Chris Sacca’s Gimlet Pitch from the StartUp Podcast

The first episode of Alex Blumberg’s StartUp podcast, How Not to Pitch a Billionaire, has Alex going out to LA to pitch the Gimlet podcast network to legendary Silicon Valley investor Chris Sacca, early investor in Twitter, Uber, Instagram and Kickstarter.

After bumbling through his pitch for what sounds like the first time ever, Alex gets schooled on what a good pitch sounds like. Sacca gives the pitch Alex should have given. I thought it sounded extremely dope, and no one else has a transcript so I made one:

Chris Sacca’s Gimlet Pitch from Episode 1 of StartUp

Hey look can I get 2 minutes from you?

So here’s the thing…

You probably know me, producer of this American Life, a successful radio show, top of the podcasts on iTunes, etc.

So here’s the thing, I realized there’s a hunger for this kind of content out there and there’s none of this shit it’s just a bunch of jerk-off podcasts, nothing’s out there. Advertisers are dying for it, users are dying for it, and if you look at the macro environment we’re seeing more and more podcast integrations into cars, people want this content, it’s a whole new button in the latest version of iOS.

So here’s the thing: nobody else can make this shit, I know how to make it better than anybody else in the world and so…I’ve already identified a few key areas where I know there’s hunger for the podcast, we’ve got the subject matter, we’re gonna launch this shit, I know there’s advertisers who want to get involved with it.

But here’s the unfair advantage I have: because of what I’ve done in my past careers with This American Life and with Planet Money, people are actually willing to just straight up pay for this stuff and I’m not talking about traditional subscriptions, I’m talking we did this t-shirt experiment at Planet Money where we got $600,000 to come in where people actually gave us money to buy a t-shirt with our logo on it as part of the content, it was integrated directly and I know we can replicate that across these other platforms, so here’s what we’re doing:

We’re putting together a million and a half dollars, that’s gonna buy us 3–4 guys who are gonna launch these 3 podcasts in the next 12 months. We think very easily we could get to 3–400,000 net subscribers across the whole thing.

With CPMs where they are in this market right now I know on advertising along we could break even but as we do more of this integration and we get people buying some of this product, doing some of these integrated episodes, I know that what we’re gonna have on our hands here is something that will ultimately scale to be a network of 12–15 podcasts.

The audience is there, they want it, nobody else can do it like we can, are you in?

That’s the end of the pitch. But let’s break it down a little so we can use it for our own purposes:

  1. “You probably know me from…” conveys authority instantly by associating the speaker with well-known brand names.
  2. “There’s a hunger” sets up the mark to feel like maybe he’s missing out on something.
  3. “Advertisers are dying for it” really quickly conveys the business model and sets it up in plain language so it doesn’t sound like he’s trying to hoodwink you with fancy numbers.
  4. “Nobody else can make this shit” tells the mark that he’s dealing with a pro here.
  5. “Unfair advantage” is all about saying what you know that nobody else knows, and how you’re uniquely situated to make best use of that
  6. “We’re putting together a million and a half dollars” is the ask, and it’s said like a foregone conclusion. There’s no pause after it because we’re launching right into what that money will get us and how it will turn into success.
  7. “Something that will ultimately scale” gets the mark thinking way past the sale into a future of success and so much return on his investment he won’t believe it.
  8. “The audience is there, they want it, nobody else can do it like we can, are you in?” the quick summary and close. Don’t dance around it and give options, just ask “are you in or are you out?”.

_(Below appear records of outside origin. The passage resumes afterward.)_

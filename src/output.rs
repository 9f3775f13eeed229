// ABOUTME: Output formatting for CLI feedback.
// ABOUTME: Renders stack snapshots as a table or JSON for scripting.

use crate::stack::{ServiceState, StackState};

/// Output mode for CLI feedback.
#[derive(Debug, Clone, Copy, PartialEq, Eq)]
pub enum OutputMode {
    /// Human-friendly output with progress messages
    Normal,
    /// JSON snapshots for scripting
    Json,
}

/// Handles CLI output based on the configured mode.
pub struct Output {
    mode: OutputMode,
}

impl Output {
    pub fn new(mode: OutputMode) -> Self {
        Self { mode }
    }

    /// Print a progress message (suppressed in JSON mode).
    pub fn progress(&self, message: &str) {
        if self.mode == OutputMode::Normal {
            println!("{message}");
        }
    }

    pub fn warning(&self, message: &str) {
        if self.mode == OutputMode::Normal {
            eprintln!("Warning: {message}");
        }
    }

    /// Print a full stack snapshot.
    pub fn snapshot(&self, state: &StackState) {
        match self.mode {
            OutputMode::Normal => println!("{}", render_table(state)),
            OutputMode::Json => match serde_json::to_string_pretty(state) {
                Ok(json) => println!("{json}"),
                Err(e) => eprintln!("Error: failed to serialize state: {e}"),
            },
        }
    }
}

/// Render the snapshot as an aligned service table with a phase header.
pub fn render_table(state: &StackState) -> String {
    let mut out = format!("Stack: {}\n", state.phase);

    let rows: Vec<[String; 4]> = state
        .services
        .iter()
        .map(|s| {
            [
                s.kind.to_string(),
                state_label(s.state).to_string(),
                s.status.clone(),
                s.host_port
                    .map(|p| p.to_string())
                    .unwrap_or_else(|| "-".to_string()),
            ]
        })
        .collect();

    let headers = ["NAME", "STATE", "STATUS", "PORT"];
    let mut widths: Vec<usize> = headers.iter().map(|h| h.len()).collect();
    for row in &rows {
        for (i, cell) in row.iter().enumerate() {
            widths[i] = widths[i].max(cell.len());
        }
    }

    let format_row = |cells: &[String]| -> String {
        cells
            .iter()
            .enumerate()
            .map(|(i, c)| format!("{:<width$}", c, width = widths[i]))
            .collect::<Vec<_>>()
            .join("  ")
            .trim_end()
            .to_string()
    };

    out.push_str(&format_row(
        &headers.iter().map(|h| h.to_string()).collect::<Vec<_>>(),
    ));
    for row in &rows {
        out.push('\n');
        out.push_str(&format_row(row));
    }

    for error in &state.errors {
        out.push_str("\nerror: ");
        out.push_str(error);
    }

    out
}

fn state_label(state: ServiceState) -> &'static str {
    match state {
        ServiceState::NoContainer => "NO_CONTAINER",
        ServiceState::Created => "CREATED",
        ServiceState::Running => "RUNNING",
        ServiceState::Ready => "READY",
        ServiceState::Restarting => "RESTARTING",
        ServiceState::Removing => "REMOVING",
        ServiceState::Paused => "PAUSED",
        ServiceState::Exited => "EXITED",
        ServiceState::Dead => "DEAD",
    }
}

#[cfg(test)]
mod tests {
    use super::*;
    use crate::catalog::{Catalog, Profile};

    #[test]
    fn table_lists_every_service_and_the_phase() {
        let catalog = Catalog::for_profile(Profile::Community72);
        let state = StackState::new(&catalog);

        let table = render_table(&state);
        assert!(table.contains("NOT_ACTIVE"));
        for def in catalog.services() {
            assert!(table.contains(def.kind.as_str()));
        }
        assert!(table.contains("NO_CONTAINER"));
    }

    #[test]
    fn table_appends_errors() {
        let catalog = Catalog::for_profile(Profile::Community72);
        let mut state = StackState::new(&catalog);
        state.errors.push("something fell over".to_string());

        assert!(render_table(&state).contains("something fell over"));
    }
}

Listening to Sacca do this off the cuff with Alex’s pitch sounds like black magic. But make no mistake, he’s listened to thousands of pitches so this is something he’s an expert in.

If you’re looking to get better at getting your ideas across, you’d do well to listen to this episode a few times and practice saying the pitch. Once you get the basic structure down, you’ll be able to reuse it in your own work.